▶ **Work to be completed**
Only a number is wanted: how many lines in these records contain the word "OperationalExcellence"?

▶ **Available records**
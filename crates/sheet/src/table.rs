//! Header-plus-body grids bound as Excel tables.

use std::collections::BTreeMap;

use rust_xlsxwriter::{Format, Table, TableColumn, TableStyle, Worksheet};

use crate::error::{Result, SheetError};
use crate::layout::{cast_col, cast_row, freeze_rows, set_col_widths};
use crate::report::SheetReport;
use crate::style::CellStyle;
use crate::text::{dedupe_headers, fit_cell_text};

const TABLE_NAME_MAX: usize = 255;

/// Value of one body cell
#[derive(Debug, Clone, PartialEq)]
pub enum CellValue {
    Null,
    Number(f64),
    String(String),
}

impl From<&str> for CellValue {
    fn from(value: &str) -> Self {
        CellValue::String(value.to_string())
    }
}

impl From<String> for CellValue {
    fn from(value: String) -> Self {
        CellValue::String(value)
    }
}

impl From<u32> for CellValue {
    fn from(value: u32) -> Self {
        CellValue::Number(f64::from(value))
    }
}

impl From<f64> for CellValue {
    fn from(value: f64) -> Self {
        CellValue::Number(value)
    }
}

/// A table anchored at A1: one header row followed by body rows.
#[derive(Debug, Clone, Default)]
pub struct TableBlock {
    /// Excel table name (`ScoresTable`)
    pub name: String,
    pub headers: Vec<String>,
    pub rows: Vec<Vec<CellValue>>,
    /// `(zero-based column, width)` pairs
    pub col_widths: Vec<(usize, f64)>,
    pub header_style: CellStyle,
    /// Style for every body cell
    pub body_style: CellStyle,
    /// Per-column patches merged over `body_style`
    pub col_styles: BTreeMap<usize, CellStyle>,
    /// Freeze panes below the header row
    pub freeze_header: bool,
}

impl TableBlock {
    #[must_use]
    pub fn new(name: &str, headers: Vec<String>) -> Self {
        TableBlock {
            name: name.to_string(),
            headers,
            freeze_header: true,
            ..Default::default()
        }
    }

    #[must_use]
    pub fn with_rows(mut self, rows: Vec<Vec<CellValue>>) -> Self {
        self.rows = rows;
        self
    }

    #[must_use]
    pub fn with_widths(mut self, widths: &[(usize, f64)]) -> Self {
        self.col_widths = widths.to_vec();
        self
    }

    #[must_use]
    pub fn with_header_style(mut self, style: CellStyle) -> Self {
        self.header_style = style;
        self
    }

    #[must_use]
    pub fn with_body_style(mut self, style: CellStyle) -> Self {
        self.body_style = style;
        self
    }

    #[must_use]
    pub fn with_col_style(mut self, col: usize, style: CellStyle) -> Self {
        self.col_styles.insert(col, style);
        self
    }

    /// Inclusive `(first_row, first_col, last_row, last_col)` of the table
    #[must_use]
    pub fn extent(&self) -> (usize, usize, usize, usize) {
        (0, 0, self.rows.len(), self.headers.len().saturating_sub(1))
    }

    fn body_formats(&self) -> Vec<Format> {
        (0..self.headers.len())
            .map(|col| match self.col_styles.get(&col) {
                Some(patch) => self.body_style.merge(patch).to_format(),
                None => self.body_style.to_format(),
            })
            .collect()
    }

    fn validate(&self) -> Result<()> {
        validate_table_name(&self.name)?;
        if self.headers.is_empty() {
            return Err(SheetError::EmptyHeaders {
                name: self.name.clone(),
            });
        }
        for (idx, row) in self.rows.iter().enumerate() {
            if row.len() != self.headers.len() {
                return Err(SheetError::RowWidthMismatch {
                    name: self.name.clone(),
                    row: idx,
                    expected: self.headers.len(),
                    actual: row.len(),
                });
            }
        }
        Ok(())
    }
}

/// Check a name against Excel's table naming rules.
pub fn validate_table_name(name: &str) -> Result<()> {
    let invalid = || SheetError::InvalidTableName {
        name: name.to_string(),
    };

    let mut chars = name.chars();
    let Some(first) = chars.next() else {
        return Err(invalid());
    };
    if !(first.is_alphabetic() || first == '_' || first == '\\') {
        return Err(invalid());
    }
    if name.chars().count() > TABLE_NAME_MAX
        || !chars.all(|c| c.is_alphanumeric() || c == '_' || c == '.')
        || looks_like_cell_reference(name)
    {
        return Err(invalid());
    }
    Ok(())
}

/// `A1`, `XFD1048576` and `R1C1` style names collide with references.
fn looks_like_cell_reference(name: &str) -> bool {
    let upper = name.to_ascii_uppercase();
    let letters = upper.chars().take_while(char::is_ascii_alphabetic).count();
    let digits = &upper[letters..];
    let is_a1 = (1..=3).contains(&letters)
        && !digits.is_empty()
        && digits.chars().all(|c| c.is_ascii_digit());
    is_a1 || upper == "R" || upper == "C"
}

/// Write `block` at A1 of `worksheet` and bind it as a table.
///
/// A block without body rows keeps its header but gets no table, since Excel
/// tables need at least one data row.
pub fn write_table_block(
    worksheet: &mut Worksheet,
    block: &TableBlock,
    report: &mut SheetReport,
) -> Result<()> {
    block.validate()?;

    let headers = dedupe_headers(&block.headers, report);
    let fmt_header = block.header_style.to_format();
    let fmts_body = block.body_formats();

    for (col_idx, header) in headers.iter().enumerate() {
        worksheet.write_string_with_format(0, cast_col(col_idx)?, header, &fmt_header)?;
    }

    for (row_idx, row) in block.rows.iter().enumerate() {
        let row_num = cast_row(row_idx + 1)?;
        for (col_idx, value) in row.iter().enumerate() {
            let col_num = cast_col(col_idx)?;
            let format = &fmts_body[col_idx];
            match value {
                CellValue::Null => {
                    worksheet.write_blank(row_num, col_num, format)?;
                }
                CellValue::Number(n) => {
                    worksheet.write_number_with_format(row_num, col_num, *n, format)?;
                }
                CellValue::String(s) => {
                    let text = fit_cell_text(s, report);
                    worksheet.write_string_with_format(row_num, col_num, &*text, format)?;
                }
            }
        }
    }
    report.rows_written += block.rows.len();

    set_col_widths(worksheet, &block.col_widths)?;
    if block.freeze_header {
        freeze_rows(worksheet, 1)?;
    }

    if block.rows.is_empty() {
        report.warn(format!("Table {} has no rows; header written without a table.", block.name));
        return Ok(());
    }

    let columns: Vec<TableColumn> = headers
        .iter()
        .map(|header| {
            TableColumn::new()
                .set_header(header)
                .set_header_format(fmt_header.clone())
        })
        .collect();

    let table = Table::new()
        .set_name(&block.name)
        .set_style(TableStyle::Medium9)
        .set_banded_rows(true)
        .set_banded_columns(false)
        .set_first_column(false)
        .set_last_column(false)
        .set_autofilter(true)
        .set_columns(&columns);

    let (first_row, first_col, last_row, last_col) = block.extent();
    worksheet.add_table(
        cast_row(first_row)?,
        cast_col(first_col)?,
        cast_row(last_row)?,
        cast_col(last_col)?,
        &table,
    )?;
    report.tables.push(block.name.clone());

    tracing::debug!(
        table = %block.name,
        rows = block.rows.len(),
        cols = headers.len(),
        "Added table"
    );

    Ok(())
}
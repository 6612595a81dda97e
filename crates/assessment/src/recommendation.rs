use std::fmt;

/// Remediation priority
#[derive(Debug, Clone, Copy, PartialEq, Eq, PartialOrd, Ord, Hash)]
pub enum Priority {
    Critical,
    High,
}

impl Priority {
    #[must_use]
    pub fn as_str(self) -> &'static str {
        match self {
            Priority::Critical => "Critical",
            Priority::High => "High",
        }
    }
}

impl fmt::Display for Priority {
    fn fmt(&self, f: &mut fmt::Formatter<'_>) -> fmt::Result {
        f.write_str(self.as_str())
    }
}

/// One recommendation row.
///
/// `cases` is a `; `-separated list of support ticket numbers and `docs` a
/// ` | `-separated list of links, kept as single strings because that is how
/// they appear in the sheet.
#[derive(Debug, Clone, PartialEq, Eq)]
pub struct Recommendation {
    pub id: &'static str,
    pub title: &'static str,
    pub pillars: &'static str,
    pub why: &'static str,
    pub risk: &'static str,
    pub priority: Priority,
    pub effort: &'static str,
    pub cases: &'static str,
    pub docs: &'static str,
}

impl Recommendation {
    /// Ticket numbers referenced by this recommendation
    pub fn case_ids(&self) -> impl Iterator<Item = &'static str> {
        self.cases.split(';').map(str::trim).filter(|s| !s.is_empty())
    }

    /// Documentation links
    pub fn doc_links(&self) -> impl Iterator<Item = &'static str> {
        self.docs.split('|').map(str::trim).filter(|s| !s.is_empty())
    }

    /// Cell values in sheet column order
    #[must_use]
    pub fn to_row(&self) -> [&'static str; 9] {
        [
            self.id,
            self.title,
            self.pillars,
            self.why,
            self.risk,
            self.priority.as_str(),
            self.effort,
            self.cases,
            self.docs,
        ]
    }
}

pub const RECOMMENDATION_HEADERS: [&str; 9] = [
    "ID",
    "Recommendation",
    "Primary Pillar(s)",
    "Why / Evidence",
    "Risk if not addressed",
    "Priority",
    "Estimated Effort",
    "Related Support Cases",
    "Key Docs",
];

#[must_use]
pub fn recommendations() -> Vec<Recommendation> {
    vec![
        Recommendation {
            id: "REC-01",
            title: "Standardize ingress routing and health probes end-to-end (App Gateway → ILB → Traefik)",
            pillars: "Reliability, Operational Excellence",
            why: "Repeated ingress/probe/routing misconfig issues leading to 502s and backend unhealthy signals.",
            risk: "Intermittent or complete service outage; slow triage due to multi-layer routing.",
            priority: Priority::High,
            effort: "1–3 days",
            cases: "120012346; 120012353",
            docs: "https://learn.microsoft.com/azure/application-gateway/application-gateway-probe-overview | https://learn.microsoft.com/azure/architecture/reference-architectures/containers/aks-baseline",
        },
        Recommendation {
            id: "REC-02",
            title: "Automate TLS certificate lifecycle for Application Gateway using Key Vault",
            pillars: "Reliability, Security",
            why: "Certificate expiry caused TLS handshake failures and outage of public endpoints.",
            risk: "Public endpoint downtime and incident escalation during renewal windows.",
            priority: Priority::Critical,
            effort: "0.5–2 days",
            cases: "120012347",
            docs: "https://learn.microsoft.com/azure/key-vault/certificates/about-certificates | https://learn.microsoft.com/azure/application-gateway/key-vault-certs",
        },
        Recommendation {
            id: "REC-03",
            title: "Harden Private Link + Private DNS zone management (Key Vault, ACR)",
            pillars: "Security, Reliability",
            why: "Private Endpoint access failures caused secret retrieval and DNS resolution issues.",
            risk: "Workloads unable to pull images or read secrets; cascading failures.",
            priority: Priority::High,
            effort: "1–2 days",
            cases: "120012348",
            docs: "https://learn.microsoft.com/azure/private-link/private-endpoint-dns | https://learn.microsoft.com/azure/key-vault/general/private-link-service",
        },
        Recommendation {
            id: "REC-04",
            title: "Make monitoring egress explicit and continuously validated through Azure Firewall",
            pillars: "Operational Excellence, Reliability",
            why: "Firewall misconfig blocked Azure Monitor/Prometheus endpoints; telemetry gaps.",
            risk: "Reduced observability during incidents; delayed detection of failures.",
            priority: Priority::High,
            effort: "1–3 days",
            cases: "120012350; 120012354",
            docs: "https://learn.microsoft.com/azure/firewall/overview | https://learn.microsoft.com/azure/azure-monitor/containers/kubernetes-monitoring-enable",
        },
        Recommendation {
            id: "REC-05",
            title: "Implement AKS subnet/IP capacity planning and autoscaler guardrails",
            pillars: "Reliability, Performance Efficiency",
            why: "Autoscaling failures due to subnet IP range constraints.",
            risk: "Scale-out fails; pods stuck Pending; degraded performance/availability.",
            priority: Priority::High,
            effort: "0.5–2 days",
            cases: "120012351",
            docs: "https://learn.microsoft.com/azure/aks/cluster-autoscaler | https://learn.microsoft.com/azure/aks/concepts-network",
        },
        Recommendation {
            id: "REC-06",
            title: "Reduce configuration drift via IaC + policy guardrails + runbooks",
            pillars: "Operational Excellence, Security",
            why: "Pattern of incidents rooted in configuration mistakes (Bastion association, probes, routing, rules).",
            risk: "Recurring outages; inconsistent environments; slower recovery.",
            priority: Priority::High,
            effort: "1–3 weeks (incremental)",
            cases: "120012352; 120012346; 120012353; 120012350",
            docs: "https://learn.microsoft.com/azure/governance/policy/overview | https://learn.microsoft.com/azure/well-architected/",
        },
    ]
}
use std::fmt;

/// The five Well-Architected Framework pillars
#[derive(Debug, Clone, Copy, PartialEq, Eq, Hash)]
pub enum Pillar {
    Reliability,
    Security,
    CostOptimization,
    OperationalExcellence,
    PerformanceEfficiency,
}

impl Pillar {
    /// All pillars in report order
    pub const ALL: [Pillar; 5] = [
        Pillar::Reliability,
        Pillar::Security,
        Pillar::CostOptimization,
        Pillar::OperationalExcellence,
        Pillar::PerformanceEfficiency,
    ];

    #[must_use]
    pub fn name(self) -> &'static str {
        match self {
            Pillar::Reliability => "Reliability",
            Pillar::Security => "Security",
            Pillar::CostOptimization => "Cost Optimization",
            Pillar::OperationalExcellence => "Operational Excellence",
            Pillar::PerformanceEfficiency => "Performance Efficiency",
        }
    }
}

impl fmt::Display for Pillar {
    fn fmt(&self, f: &mut fmt::Formatter<'_>) -> fmt::Result {
        f.write_str(self.name())
    }
}

/// One row of the scores sheet.
///
/// `status` is the assessor's wording and is not derived from `score`.
#[derive(Debug, Clone, PartialEq, Eq)]
pub struct PillarScore {
    pub label: &'static str,
    pub score: u32,
    pub status: &'static str,
}

/// Colour band used to highlight a score.
#[derive(Debug, Clone, Copy, PartialEq, Eq, Hash)]
pub enum ScoreBand {
    /// Below 60
    NeedsAttention,
    /// 60 to 79
    Fair,
    /// 80 and above
    Good,
}

impl ScoreBand {
    pub const ALL: [ScoreBand; 3] = [ScoreBand::NeedsAttention, ScoreBand::Fair, ScoreBand::Good];

    #[must_use]
    pub fn from_score(score: u32) -> Self {
        match score {
            0..=59 => ScoreBand::NeedsAttention,
            60..=79 => ScoreBand::Fair,
            _ => ScoreBand::Good,
        }
    }

    /// Inclusive bounds; `None` means open-ended
    #[must_use]
    pub fn bounds(self) -> (Option<u32>, Option<u32>) {
        match self {
            ScoreBand::NeedsAttention => (None, Some(59)),
            ScoreBand::Fair => (Some(60), Some(79)),
            ScoreBand::Good => (Some(80), None),
        }
    }

    /// Fill colour as `0xRRGGBB`
    #[must_use]
    pub fn fill_color(self) -> u32 {
        match self {
            ScoreBand::NeedsAttention => 0xF8_D7DA,
            ScoreBand::Fair => 0xFF_F3CD,
            ScoreBand::Good => 0xD1_E7DD,
        }
    }
}

/// Pillar scores followed by the overall score.
#[must_use]
pub fn pillar_scores() -> Vec<PillarScore> {
    let per_pillar = [
        (Pillar::Reliability, 68, "Fair"),
        (Pillar::Security, 74, "Good"),
        (Pillar::CostOptimization, 64, "Fair"),
        (Pillar::OperationalExcellence, 66, "Fair"),
        (Pillar::PerformanceEfficiency, 78, "Good"),
    ];

    let mut scores: Vec<PillarScore> = per_pillar
        .into_iter()
        .map(|(pillar, score, status)| PillarScore {
            label: pillar.name(),
            score,
            status,
        })
        .collect();

    scores.push(PillarScore {
        label: "Overall",
        score: 70,
        status: "Good baseline, needs hardening",
    });

    scores
}
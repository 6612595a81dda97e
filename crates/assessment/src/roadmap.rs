/// A time horizon on the remediation roadmap
#[derive(Debug, Clone, PartialEq, Eq)]
pub struct RoadmapItem {
    pub horizon: &'static str,
    pub focus: &'static str,
    pub actions: &'static str,
}

impl RoadmapItem {
    /// Recommendation ids (`REC-xx`) mentioned in the actions text
    #[must_use]
    pub fn referenced_recommendations(&self) -> Vec<&'static str> {
        let mut ids = Vec::new();
        let mut rest = self.actions;
        while let Some(pos) = rest.find("REC-") {
            let candidate = &rest[pos..];
            let len = 4 + candidate[4..]
                .chars()
                .take_while(char::is_ascii_digit)
                .count();
            if len > 4 && !ids.contains(&&candidate[..len]) {
                ids.push(&candidate[..len]);
            }
            rest = &candidate[len..];
        }
        ids
    }

    #[must_use]
    pub fn to_row(&self) -> [&'static str; 3] {
        [self.horizon, self.focus, self.actions]
    }
}

pub const ROADMAP_HEADERS: [&str; 3] = ["Horizon", "Focus", "Actions"];

#[must_use]
pub fn roadmap() -> Vec<RoadmapItem> {
    vec![
        RoadmapItem {
            horizon: "Next 7 days",
            focus: "Stability quick wins",
            actions: "Automate cert renewal + alerts (REC-02); standardize probes/routing (REC-01); validate monitoring egress (REC-04)",
        },
        RoadmapItem {
            horizon: "Next 30 days",
            focus: "Platform hardening",
            actions: "Automate Private DNS/Private Link zone linking (REC-03); add subnet/IP guardrails and alerts (REC-05); add telemetry-drop alerting (REC-04)",
        },
        RoadmapItem {
            horizon: "Next 90 days",
            focus: "Operational maturity",
            actions: "Expand IaC coverage and policy guardrails; publish runbooks and do game-day drills (REC-06)",
        },
    ]
}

▶ **Exercise solution**
4